(Records from a data source)
────────────────────────────────────────

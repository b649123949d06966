//! Core data types for the flood proximity service.
//!
//! This module defines the shared domain model imported by all other modules:
//! coordinates, station records as delivered by the prediction backend,
//! location fixes, the distance-annotated ranking, alert events, and the
//! error types raised at the I/O boundaries. It holds no I/O.

use chrono::{DateTime, Utc};
use serde::Serialize;

// ---------------------------------------------------------------------------
// Coordinates
// ---------------------------------------------------------------------------

/// A WGS84 point in signed decimal degrees.
///
/// Construction through [`Coordinate::new`] guarantees
/// latitude ∈ [-90, 90] and longitude ∈ [-180, 180], both finite.
#[derive(Debug, Clone, Copy, PartialEq, Serialize)]
pub struct Coordinate {
    latitude: f64,
    longitude: f64,
}

impl Coordinate {
    pub fn new(latitude: f64, longitude: f64) -> Result<Self, CoordinateError> {
        if !latitude.is_finite() || !longitude.is_finite() {
            return Err(CoordinateError::NotFinite);
        }
        if !(-90.0..=90.0).contains(&latitude) {
            return Err(CoordinateError::LatitudeOutOfRange(latitude));
        }
        if !(-180.0..=180.0).contains(&longitude) {
            return Err(CoordinateError::LongitudeOutOfRange(longitude));
        }
        Ok(Self { latitude, longitude })
    }

    pub fn latitude(&self) -> f64 {
        self.latitude
    }

    pub fn longitude(&self) -> f64 {
        self.longitude
    }
}

impl std::fmt::Display for Coordinate {
    fn fmt(&self, f: &mut std::fmt::Formatter<'_>) -> std::fmt::Result {
        write!(f, "{:.4},{:.4}", self.latitude, self.longitude)
    }
}

#[derive(Debug, Clone, PartialEq)]
pub enum CoordinateError {
    NotFinite,
    LatitudeOutOfRange(f64),
    LongitudeOutOfRange(f64),
}

impl std::fmt::Display for CoordinateError {
    fn fmt(&self, f: &mut std::fmt::Formatter<'_>) -> std::fmt::Result {
        match self {
            CoordinateError::NotFinite => write!(f, "coordinate is not a finite number"),
            CoordinateError::LatitudeOutOfRange(lat) => {
                write!(f, "latitude {} outside [-90, 90]", lat)
            }
            CoordinateError::LongitudeOutOfRange(lng) => {
                write!(f, "longitude {} outside [-180, 180]", lng)
            }
        }
    }
}

impl std::error::Error for CoordinateError {}

// ---------------------------------------------------------------------------
// Station types
// ---------------------------------------------------------------------------

/// One day of a station's flood forecast.
///
/// Passed through to the presentation layer untouched; every field is
/// optional because the backend omits them freely.
#[derive(Debug, Clone, PartialEq, Default, Serialize)]
pub struct ForecastEntry {
    pub date: Option<String>,
    pub rainfall_mm: Option<f64>,
    pub discharge: Option<f64>,
    pub risk_level: Option<String>,
    pub release_probability: Option<f64>,
}

/// A monitored location (typically a dam) as delivered by one refresh of
/// the prediction endpoint.
///
/// `id` is a display identifier; uniqueness is not enforced upstream.
/// `risk_level` is `None` when the backend sent no forecast, which makes
/// the station non-alerting.
#[derive(Debug, Clone, PartialEq, Serialize)]
pub struct StationRecord {
    pub id: String,
    pub name: String,
    pub region: String,
    pub coordinate: Coordinate,
    pub risk_level: Option<String>,
    pub forecast: Vec<ForecastEntry>,
}

/// A station annotated with its great-circle distance from the user.
/// Always produced fresh by `analysis::proximity::rank`.
#[derive(Debug, Clone, PartialEq, Serialize)]
pub struct RankedStation {
    pub station: StationRecord,
    pub distance_km: f64,
}

impl RankedStation {
    pub fn risk_level(&self) -> Option<&str> {
        self.station.risk_level.as_deref()
    }
}

// ---------------------------------------------------------------------------
// Location types
// ---------------------------------------------------------------------------

/// A single reported location sample.
#[derive(Debug, Clone, PartialEq)]
pub struct Fix {
    pub coordinate: Coordinate,
    pub accuracy_m: Option<f64>,
    pub timestamp: DateTime<Utc>,
}

// ---------------------------------------------------------------------------
// Alert types
// ---------------------------------------------------------------------------

/// A transient proximity notification.
#[derive(Debug, Clone, PartialEq, Serialize)]
pub struct AlertEvent {
    pub title: String,
    pub message: String,
    pub station_id: String,
    pub region: String,
    pub distance_km: f64,
    pub risk_level: String,
}

// ---------------------------------------------------------------------------
// Error types
// ---------------------------------------------------------------------------

/// Errors reported by a location provider. All of them are terminal for the
/// tracker and leave the view in a "position unknown" state.
#[derive(Debug, Clone, PartialEq)]
pub enum LocationError {
    PermissionDenied,
    Unavailable(String),
    Timeout,
}

impl std::fmt::Display for LocationError {
    fn fmt(&self, f: &mut std::fmt::Formatter<'_>) -> std::fmt::Result {
        match self {
            LocationError::PermissionDenied => write!(f, "Location permission denied"),
            LocationError::Unavailable(msg) => write!(f, "Location unavailable: {}", msg),
            LocationError::Timeout => write!(f, "Location request timed out"),
        }
    }
}

impl std::error::Error for LocationError {}

/// Errors that can arise when fetching the station list.
#[derive(Debug, Clone, PartialEq)]
pub enum FetchError {
    /// Non-2xx HTTP response from the backend.
    Http(u16),
    /// The request never produced a response.
    Transport(String),
    /// The request exceeded the configured fetch timeout.
    Timeout,
    /// The response body was not a usable station payload.
    Parse(String),
}

impl std::fmt::Display for FetchError {
    fn fmt(&self, f: &mut std::fmt::Formatter<'_>) -> std::fmt::Result {
        match self {
            FetchError::Http(code) => write!(f, "HTTP error: {}", code),
            FetchError::Transport(msg) => write!(f, "Request failed: {}", msg),
            FetchError::Timeout => write!(f, "Request timeout"),
            FetchError::Parse(msg) => write!(f, "Parse error: {}", msg),
        }
    }
}

impl std::error::Error for FetchError {}

#[cfg(test)]
mod tests {
    use super::*;

    #[test]
    fn test_coordinate_accepts_boundaries() {
        assert!(Coordinate::new(90.0, 180.0).is_ok());
        assert!(Coordinate::new(-90.0, -180.0).is_ok());
        assert!(Coordinate::new(0.0, 0.0).is_ok());
    }

    #[test]
    fn test_coordinate_rejects_out_of_range() {
        assert_eq!(
            Coordinate::new(90.5, 0.0),
            Err(CoordinateError::LatitudeOutOfRange(90.5))
        );
        assert_eq!(
            Coordinate::new(0.0, -181.0),
            Err(CoordinateError::LongitudeOutOfRange(-181.0))
        );
    }

    #[test]
    fn test_coordinate_rejects_nan_and_infinity() {
        assert_eq!(Coordinate::new(f64::NAN, 0.0), Err(CoordinateError::NotFinite));
        assert_eq!(
            Coordinate::new(0.0, f64::INFINITY),
            Err(CoordinateError::NotFinite)
        );
    }

    #[test]
    fn test_fetch_error_display_is_classifiable() {
        // The logging failure classifier keys off these prefixes.
        assert!(FetchError::Http(503).to_string().starts_with("HTTP error"));
        assert!(FetchError::Parse("x".into()).to_string().starts_with("Parse error"));
        assert_eq!(FetchError::Timeout.to_string(), "Request timeout");
    }
}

────────────────────────────────────────

Please print the records above exactly from their first line. End with the line containing "holds no I/O.", and include it.

repository b649123949d06966
//! Core data types for the flood proximity service.
//!
//! This module defines the shared domain model imported by all other modules:
//! coordinates, station records as delivered by the prediction backend,
//! location fixes, the distance-annotated ranking, alert events, and the
//! error types raised at the I/O boundaries. It holds no I/O.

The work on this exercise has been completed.